Early on the Green River, the expedition lost one of their large freight boats, the No Name, at a rapids they named Disaster Falls, washing up on Disaster Island. No one was killed, but many crucial supplies were lost, including all of the expedition's barometers. Powell and his men managed to recover some of the barometers – they were critical instruments, as they were the only means Powell had at his disposal to determine altitude. Knowing the altitude was essential for producing good maps, and it allowed Powell to estimate how much vertical drop remained before the journey's endpoint, which had a known elevation. The Powell Expedition named many of the landmarks and geological features along the Green and Colorado rivers, including the Flaming Gorge, the Gates of Lodore (in what is now Dinosaur National Monument), and Glen Canyon.

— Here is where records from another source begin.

//! Metric-learning losses for place-recognition embeddings
//!
//! Every loss here compares one query embedding per batch row against sets of
//! positives and negatives, shape (batch, 1, dim), (batch, num_pos, dim) and
//! (batch, num_neg, dim). The quadruplet loss also takes one `other_neg` per
//! row. Losses implement [`Function`], so gradients come from the same object
//! that computes the forward value.

pub mod hinge;
pub mod positive;
pub mod quadruplet;
pub mod ranking;
pub mod regression;

pub use hinge::{margin_hinge, BatchReduction, CandidateReduction, HingeReduction, HARD_EXAMPLE_EPS};
pub use positive::{select_positive, PositiveSelection};
pub use quadruplet::{quadruplet_loss, quadruplet_loss_unreduced, QuadrupletLoss, UnreducedQuadruplet};
pub use ranking::{triplet_loss, TripletLoss};
pub use regression::{pose_loss, PoseLoss};

use crate::{
    autograd::{evaluate, Function, LossOutput},
    config::{LossConfig, LossKind, LossPolicy, DEFAULT_QUADRUPLET_M1, DEFAULT_QUADRUPLET_M2, DEFAULT_TRIPLET_MARGIN},
    data::EmbeddingBatch,
    error::{ErrorContext, MetricError, MetricResult, WithContext},
    tensor::{Element, Tensor},
};

/// Base trait for the embedding losses
pub trait Loss<T: Element>: Function<T> {
    /// Reduction flags the loss was built with
    fn policy(&self) -> LossPolicy;

    /// Loss value and gradients for every embedding tensor in `batch`
    fn compute(&self, batch: &EmbeddingBatch<T>) -> MetricResult<LossOutput<T>> {
        evaluate(self, batch)
    }
}

/// Check that `query` holds one embedding per row and that every other tensor
/// shares its batch size and embedding dimension.
pub(crate) fn validate_embeddings<T: Element>(
    operation: &str,
    query: &Tensor<T, 3>,
    others: &[(&str, &Tensor<T, 3>)],
    other_neg: Option<&Tensor<T, 3>>,
) -> MetricResult<()> {
    let context = || {
        let mut context = ErrorContext::new(operation).with_shape("query", query.shape());
        for (name, tensor) in others {
            context = context.with_shape(name, tensor.shape());
        }
        if let Some(other) = other_neg {
            context = context.with_shape("other_neg", other.shape());
        }
        context
    };

    let q = query.shape();
    if !q.is_valid() || q.count() != 1 {
        return Err::<(), _>(MetricError::shape_error(
            "query of shape [batch, 1, dim] with batch, dim > 0",
            &q.to_string(),
            Some("the query holds exactly one embedding per batch row"),
        ))
        .with_context(context);
    }

    for (name, tensor) in others {
        let s = tensor.shape();
        if s.batch() != q.batch() || s.dim() != q.dim() || s.count() == 0 {
            return Err::<(), _>(MetricError::shape_error(
                &format!("{} of shape [{}, n, {}] with n > 0", name, q.batch(), q.dim()),
                &s.to_string(),
                None,
            ))
            .with_context(context);
        }
    }

    if let Some(other) = other_neg {
        let s = other.shape();
        if s.batch() != q.batch() || s.dim() != q.dim() || s.count() != 1 {
            return Err::<(), _>(MetricError::shape_error(
                &format!("other_neg of shape [{}, 1, {}]", q.batch(), q.dim()),
                &s.to_string(),
                None,
            ))
            .with_context(|| context().with_suggestion("pair every query with exactly one other negative"));
        }
    }

    tracing::trace!("{}: query {}, {} other tensors validated", operation, q, others.len());
    Ok(())
}

/// Builds losses from configuration or by name
pub struct LossFactory;

impl LossFactory {
    /// Build the loss a [`LossConfig`] describes
    pub fn create<T: Element>(config: &LossConfig) -> MetricResult<Box<dyn Loss<T>>> {
        config.validate()?;
        tracing::debug!("creating {} loss with {:?}", config.loss.name(), config.policy);
        match config.loss {
            LossKind::Triplet { margin } => Ok(Box::new(TripletLoss::new(margin, config.policy)?)),
            LossKind::Quadruplet { m1, m2 } => Ok(Box::new(QuadrupletLoss::new(m1, m2, config.policy)?)),
        }
    }

    /// Build a loss by name with its default margins
    pub fn create_by_name<T: Element>(name: &str, policy: LossPolicy) -> MetricResult<Box<dyn Loss<T>>> {
        let config = match name.to_lowercase().as_str() {
            "triplet" => LossConfig::triplet(DEFAULT_TRIPLET_MARGIN, policy),
            "quadruplet" => LossConfig::quadruplet(DEFAULT_QUADRUPLET_M1, DEFAULT_QUADRUPLET_M2, policy),
            _ => return Err(MetricError::InvalidInput(format!("Unknown loss function: {}", name))),
        };
        Self::create(&config)
    }

    /// List all available loss functions
    pub fn available_losses() -> Vec<&'static str> {
        vec!["triplet", "quadruplet"]
    }
}

#[cfg(test)]
mod tests {
    use super::*;
    use crate::{data::BatchLayout, tensor::Shape};
    use rand::{rngs::StdRng, SeedableRng};

    fn batch(with_other_neg: bool) -> EmbeddingBatch<f64> {
        let layout = BatchLayout {
            batch_size: 3,
            num_pos: 2,
            num_neg: 3,
            dim: 4,
            with_other_neg,
        };
        EmbeddingBatch::random(layout, &mut StdRng::seed_from_u64(3))
    }

    #[test]
    fn test_loss_factory() {
        let loss = LossFactory::create_by_name::<f64>("Triplet", LossPolicy::default()).unwrap();
        assert_eq!(loss.name(), "TripletLoss");
        assert_eq!(loss.policy(), LossPolicy::default());

        let policy = LossPolicy::new().with_lazy(true);
        let loss = LossFactory::create_by_name::<f64>("quadruplet", policy).unwrap();
        assert_eq!(loss.name(), "QuadrupletLoss");
        assert_eq!(loss.policy(), policy);
    }

    #[test]
    fn test_unknown_loss_name() {
        assert!(matches!(
            LossFactory::create_by_name::<f32>("contrastive", LossPolicy::default()),
            Err(MetricError::InvalidInput(_))
        ));
    }

    #[test]
    fn test_available_losses() {
        let losses = LossFactory::available_losses();
        assert_eq!(losses, vec!["triplet", "quadruplet"]);
        for name in losses {
            assert!(LossFactory::create_by_name::<f64>(name, LossPolicy::default()).is_ok());
        }
    }

    #[test]
    fn test_create_rejects_bad_margins() {
        let config = LossConfig::quadruplet(0.5, f64::NAN, LossPolicy::default());
        assert!(matches!(
            LossFactory::create::<f64>(&config),
            Err(MetricError::ConfigurationError(_))
        ));
    }

    #[test]
    fn test_factory_loss_matches_free_functions() {
        let b = batch(true);
        let other = b.other_neg.clone().unwrap();
        for policy in LossPolicy::all() {
            let triplet = LossFactory::create::<f64>(&LossConfig::triplet(0.3, policy)).unwrap();
            let out = triplet.compute(&b).unwrap();
            assert_eq!(out.loss, triplet_loss(&b.query, &b.positives, &b.negatives, 0.3, policy).unwrap());
            assert!(out.gradients.other_neg.is_some());

            let quadruplet = LossFactory::create::<f64>(&LossConfig::quadruplet(0.5, 0.2, policy)).unwrap();
            let out = quadruplet.compute(&b).unwrap();
            let expected = quadruplet_loss(&b.query, &b.positives, &b.negatives, &other, 0.5, 0.2, policy).unwrap();
            assert_eq!(out.loss, expected);
        }
    }

    #[test]
    fn test_triplet_leaves_other_neg_gradient_zero() {
        let b = batch(true);
        let loss = LossFactory::create_by_name::<f64>("triplet", LossPolicy::default()).unwrap();
        let out = loss.compute(&b).unwrap();
        let grad = out.gradients.other_neg.unwrap();
        assert!(grad.as_slice().iter().all(|&g| g == 0.0));
    }

    #[test]
    fn test_validate_embeddings() {
        let b = batch(true);
        let other = b.other_neg.as_ref();
        assert!(validate_embeddings("t", &b.query, &[("positives", &b.positives)], other).is_ok());

        let two_queries = Tensor::<f64, 3>::zeros(Shape::new([3, 2, 4]));
        let err = validate_embeddings("t", &two_queries, &[], None).unwrap_err();
        match err {
            MetricError::ShapeError(msg) => {
                assert!(msg.contains("Operation: t"));
                assert!(msg.contains("query=[3, 2, 4]"));
            }
            other => panic!("unexpected error {:?}", other),
        }

        let bad_other = Tensor::<f64, 3>::zeros(Shape::new([3, 2, 4]));
        let err = validate_embeddings("t", &b.query, &[], Some(&bad_other)).unwrap_err();
        assert!(matches!(err, MetricError::ShapeError(msg) if msg.contains("exactly one other negative")));
        let empty_batch = Tensor::<f64, 3>::zeros(Shape::new([0, 1, 4]));
        assert!(validate_embeddings("t", &empty_batch, &[], None).is_err());
    }
}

Of the ten men that started out from Green River Station, only six completed the entire journey. Frank Goodman left the expedition on July 6 during the resupply at the Uinta River Indian Agency, claiming he'd had more than enough adventure. He walked away and lived for some years with the Paiutes of eastern Utah. Eventually, he settled in Vernal, Utah, where he married and raised a family. The other three adventurers to leave the expedition fared worse. On August 28, just two days from the expedition's intended destination at the mouth of the Virgin River, Oramel Howland, his brother Seneca, and Bill Dunn left the company, fearing they could not survive the dangers of the river much longer. Seneca had become a favorite of the group for his soft-spoken and good-natured personality, and he wanted to stay. In the end he remained loyal to his brother. The three men hiked out of the canyon and were never seen again. Historians still dispute their fate, but it has often been speculated that they were killed by local Shivwits Indians in a case of mistaken identity. Another story suggests that they were executed by Mormons who mistook them for U.S. government "spies" investigating the Mountain Meadows Massacre. Powell later attempted to find the truth by interviewing Shivwits leaders. Powell's Mormon interpreter told him that they killed the men after mistaking them for prospectors who had raped and killed a Shivwits woman. On August 30, 1869, ninety-eight days after launching at Green River Station, Powell and the five other remaining expedition members reached safety at the Mormon settlement of St. Thomas near the confluence of the Virgin River and the Colorado River in present-day Nevada.

==Dramatization==
The expedition was dramatized in the 1960 Disney film Ten Who Dared and the 2015 play Men on Boats by Jaclyn Backhaus. The graphic novel Major Impossible by author Nathan Hale also dramatizes the expedition.